Let's take a minute to fully appreciate what is going on. Why would someone care if $\A n\in \N \st \phi(n)$? Well, as we know, the way that you use a universal quantifier is to instantiate the quantifier at values; for instance, you might prove $\A n \st \phi(n)$ to know that $\phi(75)$ is true.
The principle of induction essentially gives you a procedure to get the proof of $\phi(n)$ for any $n$, and hence proves it for any $n$. For instance, if you proved $\A n\in\N\st \phi(n)$ so you'd be able to conclude $\phi(75)$, you actually didn't need to do induction; from your proof, you could get the following proof of $\phi(75)$:
\begin{align*}
\phi(0) \\
\phi(0)\to\phi(1) && \mbox{therefore } \phi(1) \\
\phi(1)\to\phi(2) && \mbox{therefore } \phi(2) \\
\phi(2)\to\phi(3) && \mbox{therefore } \phi(3) \\
\vdots && \vdots \\
\phi(74)\to\phi(75) && \mbox{therefore } \phi(75)
\end{align*}
But, the induction principle tells us because we can ``read off'' this kind of proof from our induction proof for any value of $n$, not just $75$, we have it for every $n\in\N$. It is important to note though that this is was is actually going on in an inductive proof. After you do an inductive proof you should mentally check that it is possible to conclude any value $n\in\N$ by doing the above kind of procedure.

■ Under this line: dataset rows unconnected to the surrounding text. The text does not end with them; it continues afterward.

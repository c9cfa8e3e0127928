use anyhow::Result;
use clap::Parser;
use devconf_agents::{AgentKind, AgentServiceConfig, run_agent_server};

/// GitHub repository analysis agent served over A2A.
#[derive(Parser)]
#[command(name = "github-search-agent", version, about)]
struct Cli {
    /// Interface to bind (overrides HOST)
    #[arg(long)]
    host: Option<String>,

    /// Port to listen on (overrides PORT, default 8002)
    #[arg(long)]
    port: Option<u16>,
}

#[tokio::main]
async fn main() -> Result<()> {
    dotenvy::dotenv().ok();
    let cli = Cli::parse();

    if let Err(e) = devconf_telemetry::init_telemetry(AgentKind::Github.service_name()) {
        eprintln!("Failed to initialize telemetry: {}", e);
    }

    let mut config = AgentServiceConfig::from_env(AgentKind::Github)?;
    if let Some(host) = cli.host {
        config = config.with_host(host);
    }
    if let Some(port) = cli.port {
        config = config.with_port(port);
    }

    run_agent_server(config).await
}
use axum::extract::FromRequestParts;
use axum::http::request::Parts;
use std::convert::Infallible;

pub const USER_ID_HEADER: &str = "user-id";
pub const DEFAULT_USER_ID: &str = "test-user-id";

/// Caller identity from the `user-id` header. The header is trusted as-is.
#[derive(Debug, Clone, PartialEq, Eq)]
pub struct CurrentUser(pub String);

impl CurrentUser {
    pub fn id(&self) -> &str {
        &self.0
    }
}

impl<S> FromRequestParts<S> for CurrentUser
where
    S: Send + Sync,
{
    type Rejection = Infallible;

    async fn from_request_parts(parts: &mut Parts, _state: &S) -> Result<Self, Self::Rejection> {
        let user_id = parts
            .headers
            .get(USER_ID_HEADER)
            .and_then(|v| v.to_str().ok())
            .map(str::trim)
            .filter(|v| !v.is_empty())
            .unwrap_or(DEFAULT_USER_ID);
        Ok(CurrentUser(user_id.to_string()))
    }
}
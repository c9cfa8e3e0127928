use devconf_core::{DevconfError, Result};
use reqwest::header::{ACCEPT, AUTHORIZATION, HeaderMap, HeaderValue, USER_AGENT};
use serde_json::Value;
use std::time::Duration;

pub const GITHUB_API_URL: &str = "https://api.github.com";

/// Minimal GitHub REST client: authenticated GETs returning raw JSON.
#[derive(Clone)]
pub struct GithubClient {
    http: reqwest::Client,
    base_url: String,
}

impl GithubClient {
    pub fn new(token: &str) -> Result<Self> {
        Self::with_base_url(token, GITHUB_API_URL)
    }

    pub fn with_base_url(token: &str, base_url: &str) -> Result<Self> {
        let mut headers = HeaderMap::new();
        headers.insert(ACCEPT, HeaderValue::from_static("application/vnd.github.v3+json"));
        headers.insert(USER_AGENT, HeaderValue::from_static("GitHub-Project-Analyst-Agent"));
        let auth = HeaderValue::from_str(&format!("token {}", token))
            .map_err(|e| DevconfError::Config(format!("invalid GITHUB_TOKEN: {}", e)))?;
        headers.insert(AUTHORIZATION, auth);

        let http = reqwest::Client::builder()
            .default_headers(headers)
            .timeout(Duration::from_secs(10))
            .build()
            .map_err(|e| DevconfError::Internal(format!("Failed to create HTTP client: {}", e)))?;

        Ok(Self { http, base_url: base_url.trim_end_matches('/').to_string() })
    }

    /// GET `{base}/{endpoint}`. Non-200 answers become errors carrying the
    /// status and body.
    pub async fn get(&self, endpoint: &str, query: &[(&str, String)]) -> Result<Value> {
        let url = format!("{}/{}", self.base_url, endpoint.trim_start_matches('/'));
        tracing::debug!(url = %url, "GitHub API request");

        let response = self
            .http
            .get(&url)
            .query(query)
            .send()
            .await
            .map_err(|e| DevconfError::DependencyUnavailable(format!("GitHub API request failed: {}", e)))?;

        let status = response.status();
        if status != reqwest::StatusCode::OK {
            let body = response.text().await.unwrap_or_default();
            tracing::error!(status = %status, "GitHub API request failed");
            return Err(DevconfError::DependencyUnavailable(format!(
                "GitHub API request failed: {} {}",
                status.as_u16(),
                body
            )));
        }

        response
            .json()
            .await
            .map_err(|e| DevconfError::Internal(format!("GitHub API returned invalid JSON: {}", e)))
    }
}
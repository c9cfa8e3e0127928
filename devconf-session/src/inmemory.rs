use crate::{
    CreateRequest, FeedbackRecord, FeedbackRequest, FeedbackStore, GetRequest, ListRequest,
    SessionStore,
};
use async_trait::async_trait;
use chrono::Utc;
use devconf_core::{Conversation, DevconfError, Message, Result};
use std::collections::HashMap;
use std::sync::{Arc, RwLock, RwLockReadGuard, RwLockWriteGuard};
use uuid::Uuid;

/// Process-local store. Conversations are keyed by id alone so that
/// `append`/`read` need no owner information.
#[derive(Clone, Default)]
pub struct InMemorySessionStore {
    conversations: Arc<RwLock<HashMap<String, Conversation>>>,
    feedback: Arc<RwLock<HashMap<(String, String), FeedbackRecord>>>,
}

impl InMemorySessionStore {
    pub fn new() -> Self {
        Self::default()
    }
}

fn read_lock<T>(lock: &RwLock<T>) -> Result<RwLockReadGuard<'_, T>> {
    lock.read().map_err(|_| DevconfError::Session("session lock poisoned".into()))
}

fn write_lock<T>(lock: &RwLock<T>) -> Result<RwLockWriteGuard<'_, T>> {
    lock.write().map_err(|_| DevconfError::Session("session lock poisoned".into()))
}

#[async_trait]
impl SessionStore for InMemorySessionStore {
    async fn create(&self, req: CreateRequest) -> Result<Conversation> {
        let id = req.conversation_id.unwrap_or_else(|| Uuid::new_v4().to_string());
        let conversation = Conversation::new(id.clone(), req.app_name, req.user_id);

        let mut conversations = write_lock(&self.conversations)?;
        if conversations.contains_key(&id) {
            return Err(DevconfError::Validation(format!("conversation already exists: {}", id)));
        }
        conversations.insert(id, conversation.clone());
        Ok(conversation)
    }

    async fn get(&self, req: GetRequest) -> Result<Conversation> {
        let conversations = read_lock(&self.conversations)?;
        conversations
            .get(&req.conversation_id)
            .filter(|c| c.app_name == req.app_name && c.user_id == req.user_id)
            .cloned()
            .ok_or_else(|| {
                DevconfError::not_found(format!("conversation {}", req.conversation_id))
            })
    }

    async fn list(&self, req: ListRequest) -> Result<Vec<Conversation>> {
        let conversations = read_lock(&self.conversations)?;
        let mut result: Vec<Conversation> = conversations
            .values()
            .filter(|c| c.app_name == req.app_name && c.user_id == req.user_id)
            .cloned()
            .collect();
        drop(conversations);

        result.sort_by(|a, b| b.updated_at.cmp(&a.updated_at));
        if let Some(limit) = req.limit {
            result.truncate(limit);
        }
        Ok(result)
    }

    async fn append(&self, conversation_id: &str, message: Message) -> Result<()> {
        let mut conversations = write_lock(&self.conversations)?;
        let conversation = conversations
            .get_mut(conversation_id)
            .ok_or_else(|| DevconfError::not_found(format!("conversation {}", conversation_id)))?;
        conversation.updated_at = message.timestamp.max(conversation.updated_at);
        conversation.messages.push(message);
        Ok(())
    }

    async fn read(&self, conversation_id: &str) -> Result<Vec<Message>> {
        let conversations = read_lock(&self.conversations)?;
        conversations
            .get(conversation_id)
            .map(|c| c.messages.clone())
            .ok_or_else(|| DevconfError::not_found(format!("conversation {}", conversation_id)))
    }

    async fn health_check(&self) -> Result<()> {
        read_lock(&self.conversations).map(|_| ())
    }

    fn is_persistent(&self) -> bool {
        false
    }
}

#[async_trait]
impl FeedbackStore for InMemorySessionStore {
    async fn upsert_feedback(&self, req: FeedbackRequest) -> Result<FeedbackRecord> {
        let now = Utc::now();
        let key = (req.user_id.clone(), req.message_id.clone());

        let mut feedback = write_lock(&self.feedback)?;
        let record = match feedback.get(&key) {
            Some(existing) => FeedbackRecord {
                feedback_id: existing.feedback_id.clone(),
                created_at: existing.created_at,
                user_id: req.user_id,
                conversation_id: req.conversation_id,
                message_id: req.message_id,
                feedback_type: req.feedback_type,
                comment: req.comment,
                predefined_response: req.predefined_response,
                source_agent: req.source_agent,
                updated_at: now,
            },
            None => FeedbackRecord {
                feedback_id: Uuid::new_v4().to_string(),
                created_at: now,
                user_id: req.user_id,
                conversation_id: req.conversation_id,
                message_id: req.message_id,
                feedback_type: req.feedback_type,
                comment: req.comment,
                predefined_response: req.predefined_response,
                source_agent: req.source_agent,
                updated_at: now,
            },
        };
        feedback.insert(key, record.clone());
        Ok(record)
    }

    async fn get_feedback(
        &self,
        user_id: &str,
        message_id: &str,
    ) -> Result<Option<FeedbackRecord>> {
        let feedback = read_lock(&self.feedback)?;
        Ok(feedback.get(&(user_id.to_string(), message_id.to_string())).cloned())
    }
}
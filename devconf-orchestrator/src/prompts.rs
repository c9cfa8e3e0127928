//! Prompt templates for the supervisor's own model calls.
//!
//! Placeholders are `{name}` and are filled with [`render`].

pub const GREETING_REPLY: &str =
    "Hello! I'm here to help you with your technical questions. What can I assist you with today?";

pub const META_REPLY: &str = "I'm an AI assistant. I can help you with technical topics, documentation, and troubleshooting. How may I help you?";

pub const CLARIFICATION_REPLY: &str =
    "Could you please provide more details about what you need help with?";

pub const EMPTY_AGENT_REPLY: &str =
    "No response was generated from the subagent. Please try again or rephrase your question.";

pub const PREPROCESSING_PROMPT: &str = r#"Prepare the user's query for a routing assistant.

User query: {query}

1. Detect the language of the query (English, German, Chinese, Spanish, French, ...).
2. If the query is not in English, translate it to English. Keep technical terms
   such as "Kubernetes", "Linux" or "Python" unchanged and preserve the intent.
3. Fix obvious typos so the query is clear and specific.

Answer in exactly this format:
LANGUAGE: <detected language>
<the English query>

Example:
LANGUAGE: German
What is Linux?"#;

pub const ROUTING_PROMPT: &str = r#"Today's date: {today}.

You route technical questions to specialised agents.

Answer some messages yourself instead of routing them:
- Greetings ("Hi", "Hello", "Good morning"): reply "{greeting}"
- Acknowledgements ("Thanks", "OK", "Goodbye"): reply briefly and politely
- Questions about yourself ("Who are you?", "What model are you?", "What can you do?"): reply "{meta}"
- Input too short or vague to act on: reply "{clarification}"

Available agents:
{agents}

Use the conversation so far to resolve references such as "it" or "that repo".

Conversation so far:
{history}

Current query (already translated to English): {query}

Answer with a single JSON object and nothing else:
{"route": "<agent name or direct>", "reply": "<your reply when route is direct, otherwise empty>"}"#;

pub const GOOGLE_SEARCH_AGENT_DESCRIPTION: &str = "google_search_agent: searches the web. Use it for news, documentation, how-to questions and general technical knowledge.";

pub const GITHUB_AGENT_DESCRIPTION: &str = "github_agent: analyses GitHub. Use it for repositories, stars, contributors, issues, pull requests and releases.";

pub const POSTPROCESSING_PROMPT: &str = r#"You review an assistant's answer before it is shown to the user.

User question: {query}
Language of the user: {language}

Answer to review (in English):
{reply}

1. Check the answer for accuracy, completeness and a professional tone. Improve
   clarity and formatting where needed, but keep every fact, link and code block.
2. If the answer reports an error, explain it in a user-friendly way.
3. If the user's language is English, return the reviewed answer. Otherwise
   translate it into {language}, keeping technical terms in English.

Return only the final answer."#;

pub const SUMMARIZATION_PROMPT: &str = r#"Condense a conversation into context for an AI agent.

Conversation history:
{history}

Last user input:
{input}

1. Summarise the history concisely. Keep every identifier (repository names,
   version numbers, error codes, commands, file paths) and the key facts and
   outcomes. Drop filler.
2. Keep the last user input exactly as written unless it refers back to the
   history ("it", "that one", "the previous", "also"). In that case replace only
   the ambiguous reference with what it refers to.

Output format:
Context Summary: <summary>
###USER INPUT### <last user input>"#;

/// Replace each `{key}` in `template` with its value.
pub fn render(template: &str, values: &[(&str, &str)]) -> String {
    values.iter().fold(template.to_string(), |text, (key, value)| {
        text.replace(&format!("{{{}}}", key), value)
    })
}
//! Subscriber initialization

use std::sync::Once;
use tracing_subscriber::{EnvFilter, layer::SubscriberExt, util::SubscriberInitExt};

static INIT: Once = Once::new();

#[derive(Debug, Clone, Copy, PartialEq, Eq, Default)]
pub enum LogFormat {
    #[default]
    Text,
    Json,
}

impl LogFormat {
    /// Reads `LOG_FORMAT` (`json` or anything else for text).
    pub fn from_env() -> Self {
        match std::env::var("LOG_FORMAT") {
            Ok(v) if v.eq_ignore_ascii_case("json") => LogFormat::Json,
            _ => LogFormat::Text,
        }
    }
}

#[derive(Debug, Clone)]
pub struct TelemetryConfig {
    pub service_name: String,
    /// Filter used when `RUST_LOG` is not set.
    pub default_filter: String,
    pub format: LogFormat,
}

impl TelemetryConfig {
    pub fn new(service_name: impl Into<String>) -> Self {
        Self {
            service_name: service_name.into(),
            default_filter: "info".to_string(),
            format: LogFormat::from_env(),
        }
    }

    pub fn with_default_filter(mut self, filter: impl Into<String>) -> Self {
        self.default_filter = filter.into();
        self
    }

    pub fn with_format(mut self, format: LogFormat) -> Self {
        self.format = format;
        self
    }
}

/// Initialize console logging for a service
///
/// Safe to call more than once; only the first call installs a subscriber.
pub fn init_telemetry(service_name: &str) -> Result<(), Box<dyn std::error::Error>> {
    init_with_config(TelemetryConfig::new(service_name))
}

pub fn init_with_config(config: TelemetryConfig) -> Result<(), Box<dyn std::error::Error>> {
    let filter = EnvFilter::try_from_default_env()
        .or_else(|_| EnvFilter::try_new(&config.default_filter))?;

    INIT.call_once(|| {
        let registry = tracing_subscriber::registry().with(filter);
        let result = match config.format {
            LogFormat::Text => registry
                .with(
                    tracing_subscriber::fmt::layer()
                        .with_target(true)
                        .with_thread_ids(true)
                        .with_line_number(true),
                )
                .try_init(),
            LogFormat::Json => registry
                .with(tracing_subscriber::fmt::layer().json().with_current_span(true))
                .try_init(),
        };

        match result {
            Ok(()) => tracing::info!(service.name = %config.service_name, "Telemetry initialized"),
            Err(e) => eprintln!("telemetry already initialized: {}", e),
        }
    });

    Ok(())
}
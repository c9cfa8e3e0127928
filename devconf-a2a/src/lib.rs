//! Agent-to-Agent (A2A) protocol plumbing shared by the supervisor and the
//! remote agents.
//!
//! The server side wraps any [`AgentExecutor`] in an axum [`Router`](axum::Router)
//! exposing the agent card and the JSON-RPC endpoints:
//!
//! - `GET /.well-known/agent.json` (also `/.well-known/agent-card.json`)
//! - `POST /a2a` for `message/send`, `tasks/get` and `tasks/cancel`
//! - `POST /a2a/stream` for `message/stream` over SSE
//!
//! The client side ([`A2aClient`]) talks to those endpoints and maps transport
//! failures onto [`DevconfError::DependencyUnavailable`](devconf_core::DevconfError).

pub mod client;
pub mod executor;
pub mod jsonrpc;
pub mod server;
pub mod types;

pub use client::{A2aClient, A2aClientConfig, UpdateStream, agent_outputs, reply_text};
pub use executor::{AgentExecutor, AgentOutput, AgentOutputStream, RequestContext};
pub use jsonrpc::{
    JsonRpcError, JsonRpcRequest, JsonRpcResponse, MessageSendParams, Task, TaskIdParams, methods,
};
pub use server::{A2aServer, CancelOutcome, TaskStore};
pub use types::{
    AgentCapabilities, AgentCard, AgentSkill, Artifact, Message, MessageBuilder, PROTOCOL_VERSION,
    Part, Role, TaskArtifactUpdateEvent, TaskState, TaskStatus, TaskStatusUpdateEvent, UpdateEvent,
};
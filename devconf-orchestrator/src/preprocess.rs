use crate::prompts::{PREPROCESSING_PROMPT, render};
use devconf_core::{DevconfError, Result};
use devconf_model::{ChatModel, ChatRequest};
use std::sync::Arc;

pub const DEFAULT_LANGUAGE: &str = "English";

/// A query after language detection and translation.
#[derive(Debug, Clone, PartialEq, Eq)]
pub struct Preprocessed {
    pub language: String,
    pub query: String,
}

impl Preprocessed {
    /// The query as typed, assumed to be English.
    pub fn passthrough(query: impl Into<String>) -> Self {
        Self { language: DEFAULT_LANGUAGE.to_string(), query: query.into() }
    }
}

/// Split `LANGUAGE: <lang>\n<query>` output. A missing header means English and
/// an empty body means `fallback_query`.
pub fn parse_preprocessing_output(output: &str, fallback_query: &str) -> Preprocessed {
    let output = output.trim();
    let (first, rest) = output.split_once('\n').unwrap_or((output, ""));

    let header = first.trim();
    let language = header
        .get(..9)
        .filter(|prefix| prefix.eq_ignore_ascii_case("language:"))
        .map(|_| header[9..].trim());

    let (language, query) = match language {
        Some(lang) => (lang, rest.trim()),
        None => (DEFAULT_LANGUAGE, output),
    };

    Preprocessed {
        language: if language.is_empty() { DEFAULT_LANGUAGE } else { language }.to_string(),
        query: if query.is_empty() { fallback_query } else { query }.to_string(),
    }
}

/// Detects the query language and translates it to English.
#[derive(Clone)]
pub struct Preprocessor {
    model: Arc<dyn ChatModel>,
}

impl Preprocessor {
    pub fn new(model: Arc<dyn ChatModel>) -> Self {
        Self { model }
    }

    pub async fn preprocess(&self, query: &str) -> Result<Preprocessed> {
        let prompt = render(PREPROCESSING_PROMPT, &[("query", query)]);
        let response = self.model.complete(ChatRequest::prompt(prompt)).await?;
        let output = response
            .text_content()
            .ok_or_else(|| DevconfError::Model("preprocessing returned no text".to_string()))?;

        let preprocessed = parse_preprocessing_output(output, query);
        tracing::info!(language = %preprocessed.language, "query preprocessed");
        Ok(preprocessed)
    }
}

\subsection{Some Examples}
\begin{thm}
$n(n+1)$ is even for every $n$ in the naturals.
\end{thm}
\begin{proof}
\Hide{3cm}{
We proceed by induction on $n$.
For the base case, $n=0$, and $0$ is even, so we are done.
Assume that we have $n(n+1)$ is even for some arbitrary $n\in \N$. We seek to show that $(n+1)(n+2)$ is even. Well, $(n+1)(n+2) = n(n+1) + 2(n+1)$. By our induction hypothesis, the left term of the sum is even, and as the second is multiplied by $2$ it is even. Therefore, the sum is even.
So, by induction, the statement is true for all $n\in\N$.
}
\end{proof}
\begin{thm}
\[
\sum_{i=1}^{n} i^2 = \frac{ n(n+1)(2n+1) }{6}
\]
\end{thm}
\begin{proof}
\Hide{1.5in}{
We do induction on $n$.
If $n = 0$ then, obviously the sunm if $0$, which satisfies the formula.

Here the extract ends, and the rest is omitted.